Records to process below:

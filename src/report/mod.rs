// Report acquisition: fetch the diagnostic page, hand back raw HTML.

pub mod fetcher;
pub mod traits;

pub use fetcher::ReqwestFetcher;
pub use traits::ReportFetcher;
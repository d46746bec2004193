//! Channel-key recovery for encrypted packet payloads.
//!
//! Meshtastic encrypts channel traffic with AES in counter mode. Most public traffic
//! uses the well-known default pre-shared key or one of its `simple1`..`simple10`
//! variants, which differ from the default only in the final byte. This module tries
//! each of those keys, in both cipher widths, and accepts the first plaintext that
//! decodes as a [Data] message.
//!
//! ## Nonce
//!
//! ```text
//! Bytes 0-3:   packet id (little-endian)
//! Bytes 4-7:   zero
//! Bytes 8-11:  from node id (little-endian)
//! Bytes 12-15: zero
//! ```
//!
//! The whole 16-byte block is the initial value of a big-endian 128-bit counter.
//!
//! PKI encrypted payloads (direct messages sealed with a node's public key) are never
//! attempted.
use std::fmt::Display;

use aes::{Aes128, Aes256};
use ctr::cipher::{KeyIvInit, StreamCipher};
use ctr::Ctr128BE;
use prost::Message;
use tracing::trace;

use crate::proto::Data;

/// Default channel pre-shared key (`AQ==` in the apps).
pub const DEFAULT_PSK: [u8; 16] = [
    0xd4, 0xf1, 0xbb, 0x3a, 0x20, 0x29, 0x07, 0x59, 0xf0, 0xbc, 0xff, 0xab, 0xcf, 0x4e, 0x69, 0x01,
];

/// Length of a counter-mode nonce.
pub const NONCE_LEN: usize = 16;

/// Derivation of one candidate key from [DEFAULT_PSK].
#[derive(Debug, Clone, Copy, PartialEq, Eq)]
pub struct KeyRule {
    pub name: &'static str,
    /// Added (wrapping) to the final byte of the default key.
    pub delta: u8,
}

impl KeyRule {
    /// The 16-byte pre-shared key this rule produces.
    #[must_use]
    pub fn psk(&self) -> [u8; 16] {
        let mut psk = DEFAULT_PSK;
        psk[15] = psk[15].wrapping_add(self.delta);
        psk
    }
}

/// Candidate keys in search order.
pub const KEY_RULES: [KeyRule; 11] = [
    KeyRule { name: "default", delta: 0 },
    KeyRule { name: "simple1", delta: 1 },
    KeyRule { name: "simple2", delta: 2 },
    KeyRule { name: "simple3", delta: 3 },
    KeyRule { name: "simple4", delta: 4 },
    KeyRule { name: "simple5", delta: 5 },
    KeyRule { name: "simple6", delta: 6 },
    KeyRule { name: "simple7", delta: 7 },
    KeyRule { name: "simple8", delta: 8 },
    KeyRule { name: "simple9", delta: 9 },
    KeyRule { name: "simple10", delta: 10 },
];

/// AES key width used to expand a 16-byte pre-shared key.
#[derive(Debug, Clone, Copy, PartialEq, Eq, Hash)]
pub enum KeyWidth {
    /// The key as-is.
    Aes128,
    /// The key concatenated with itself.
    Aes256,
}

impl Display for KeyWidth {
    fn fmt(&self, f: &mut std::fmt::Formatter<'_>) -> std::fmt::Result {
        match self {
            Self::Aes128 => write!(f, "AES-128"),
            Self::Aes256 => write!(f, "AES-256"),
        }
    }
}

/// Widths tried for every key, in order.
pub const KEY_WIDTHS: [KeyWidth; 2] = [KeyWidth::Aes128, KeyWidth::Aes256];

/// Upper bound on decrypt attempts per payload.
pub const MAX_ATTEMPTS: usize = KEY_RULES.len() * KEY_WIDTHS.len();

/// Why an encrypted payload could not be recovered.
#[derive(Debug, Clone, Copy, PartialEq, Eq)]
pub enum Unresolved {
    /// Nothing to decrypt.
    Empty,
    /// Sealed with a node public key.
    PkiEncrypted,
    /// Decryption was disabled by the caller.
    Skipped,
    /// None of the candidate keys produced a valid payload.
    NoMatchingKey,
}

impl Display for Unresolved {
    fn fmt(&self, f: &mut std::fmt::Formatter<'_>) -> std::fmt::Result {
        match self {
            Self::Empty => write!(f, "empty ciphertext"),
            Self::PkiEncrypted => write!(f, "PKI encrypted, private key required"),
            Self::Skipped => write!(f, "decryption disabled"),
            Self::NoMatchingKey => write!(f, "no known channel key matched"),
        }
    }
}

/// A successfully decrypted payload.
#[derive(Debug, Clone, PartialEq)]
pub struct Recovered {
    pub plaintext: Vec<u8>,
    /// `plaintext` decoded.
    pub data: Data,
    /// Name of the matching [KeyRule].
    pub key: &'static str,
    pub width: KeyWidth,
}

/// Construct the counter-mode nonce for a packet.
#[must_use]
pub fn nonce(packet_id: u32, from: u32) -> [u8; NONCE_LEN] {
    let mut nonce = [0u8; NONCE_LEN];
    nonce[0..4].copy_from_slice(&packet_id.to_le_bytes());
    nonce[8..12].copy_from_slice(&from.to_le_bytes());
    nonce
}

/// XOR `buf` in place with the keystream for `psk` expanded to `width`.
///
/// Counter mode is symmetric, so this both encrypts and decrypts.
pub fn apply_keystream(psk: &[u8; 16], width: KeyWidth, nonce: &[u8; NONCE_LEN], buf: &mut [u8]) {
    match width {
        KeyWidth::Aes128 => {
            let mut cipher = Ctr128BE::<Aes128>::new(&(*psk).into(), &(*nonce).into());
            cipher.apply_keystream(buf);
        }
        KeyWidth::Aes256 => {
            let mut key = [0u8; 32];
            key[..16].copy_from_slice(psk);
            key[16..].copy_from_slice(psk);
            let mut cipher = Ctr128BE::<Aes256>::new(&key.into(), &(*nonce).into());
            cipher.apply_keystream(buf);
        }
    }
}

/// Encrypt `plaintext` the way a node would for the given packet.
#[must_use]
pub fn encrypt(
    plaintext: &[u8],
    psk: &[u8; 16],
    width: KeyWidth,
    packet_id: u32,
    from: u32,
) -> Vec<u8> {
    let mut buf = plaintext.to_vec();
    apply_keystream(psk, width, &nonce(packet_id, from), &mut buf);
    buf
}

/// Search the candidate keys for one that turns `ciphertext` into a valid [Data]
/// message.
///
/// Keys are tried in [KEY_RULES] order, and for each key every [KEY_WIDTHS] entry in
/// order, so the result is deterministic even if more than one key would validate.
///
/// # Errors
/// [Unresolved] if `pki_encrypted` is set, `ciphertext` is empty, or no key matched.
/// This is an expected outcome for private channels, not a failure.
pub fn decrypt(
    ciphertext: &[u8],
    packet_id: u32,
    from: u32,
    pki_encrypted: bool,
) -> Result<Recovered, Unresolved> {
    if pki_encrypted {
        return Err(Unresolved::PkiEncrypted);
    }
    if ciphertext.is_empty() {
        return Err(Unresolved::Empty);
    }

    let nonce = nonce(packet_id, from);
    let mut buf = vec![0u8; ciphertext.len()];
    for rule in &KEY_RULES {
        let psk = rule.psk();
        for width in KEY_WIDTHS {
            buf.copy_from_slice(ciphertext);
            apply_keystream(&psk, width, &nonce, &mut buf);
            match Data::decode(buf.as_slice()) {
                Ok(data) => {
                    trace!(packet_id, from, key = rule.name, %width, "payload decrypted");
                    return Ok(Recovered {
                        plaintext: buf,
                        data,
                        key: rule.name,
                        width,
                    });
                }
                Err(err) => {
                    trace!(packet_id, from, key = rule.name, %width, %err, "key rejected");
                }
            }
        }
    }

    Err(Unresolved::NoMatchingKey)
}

End of Records to process.

» Prompt
Looking at the data above, say how many lines contain "private", and give no other words.

» Finished exercise
2